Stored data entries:
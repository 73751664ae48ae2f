//! Output size estimation
//!
//! Pure functions shared by the live preview and the export pipeline, so the
//! pixel size shown to the user is always the one that gets rendered.

use std::fmt;

use crate::constants::{export, slider};
use crate::coordinate::Rectangle;

/// Predicted output size for a region at a given ground resolution
#[derive(Debug, Clone, Copy, PartialEq, Eq)]
pub struct Estimate {
    pub width_px: u32,
    pub height_px: u32,
    /// Size of the RGBA working buffer, an upper bound for the file size
    pub estimated_bytes: u64,
}

impl Estimate {
    /// Buffer size in mebibytes
    pub fn megabytes(&self) -> f64 {
        self.estimated_bytes as f64 / (1024.0 * 1024.0)
    }

    /// True when either side is above `limit` pixels
    pub fn exceeds(&self, limit: u32) -> bool {
        self.width_px > limit || self.height_px > limit
    }
}

impl fmt::Display for Estimate {
    fn fmt(&self, f: &mut fmt::Formatter<'_>) -> fmt::Result {
        write!(f, "~ {} × {} px (~{:.1} MB)", self.width_px, self.height_px, self.megabytes())
    }
}

/// Pixel count for `length` meters at `meters_per_pixel`
///
/// Rounds half away from zero and never goes below one pixel. Values past
/// `u32::MAX` saturate.
fn pixels_for(length: f64, meters_per_pixel: f64) -> u32 {
    ((length / meters_per_pixel).round() as u32).max(1)
}

/// Output pixel size of `rect` at `meters_per_pixel`
///
/// Callers must pass a positive, finite resolution.
pub fn pixel_dimensions(rect: &Rectangle, meters_per_pixel: f64) -> (u32, u32) {
    (
        pixels_for(rect.width(), meters_per_pixel),
        pixels_for(rect.height(), meters_per_pixel),
    )
}

/// Estimate the output size of `rect` at `meters_per_pixel`
///
/// # Returns
/// `None` when there is no region or the resolution is not a positive
/// finite number
pub fn estimate(rect: Option<&Rectangle>, meters_per_pixel: f64) -> Option<Estimate> {
    let rect = rect?;
    if !meters_per_pixel.is_finite() || meters_per_pixel <= 0.0 {
        return None;
    }

    let (width_px, height_px) = pixel_dimensions(rect, meters_per_pixel);
    // Saturates for regions far beyond any export limit
    let estimated_bytes = (width_px as u64)
        .saturating_mul(height_px as u64)
        .saturating_mul(export::BYTES_PER_PIXEL);
    Some(Estimate {
        width_px,
        height_px,
        estimated_bytes,
    })
}

/// Raise `meters_per_pixel` to the smallest allowed resolution
pub fn clamp_resolution(meters_per_pixel: f64) -> f64 {
    if meters_per_pixel.is_nan() {
        return export::MIN_RESOLUTION;
    }
    meters_per_pixel.max(export::MIN_RESOLUTION)
}

/// Resolution for a slider position (hundredths of a meter per pixel)
pub fn slider_to_resolution(value: u32) -> f64 {
    value.clamp(slider::MIN, slider::MAX) as f64 / 100.0
}

/// Slider position closest to `meters_per_pixel`
pub fn resolution_to_slider(meters_per_pixel: f64) -> u32 {
    let value = (meters_per_pixel * 100.0).round();
    if value.is_nan() {
        return slider::MIN;
    }
    (value.max(0.0) as u32).clamp(slider::MIN, slider::MAX)
}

_EXERCISE AIM:_
Where does "limit" occur in the data? Copy each line that has it.

_TASK RESULT:_
    /// True when either side is above `limit` pixels
    pub fn exceeds(&self, limit: u32) -> bool {
        self.width_px > limit || self.height_px > limit
    // Saturates for regions far beyond any export limit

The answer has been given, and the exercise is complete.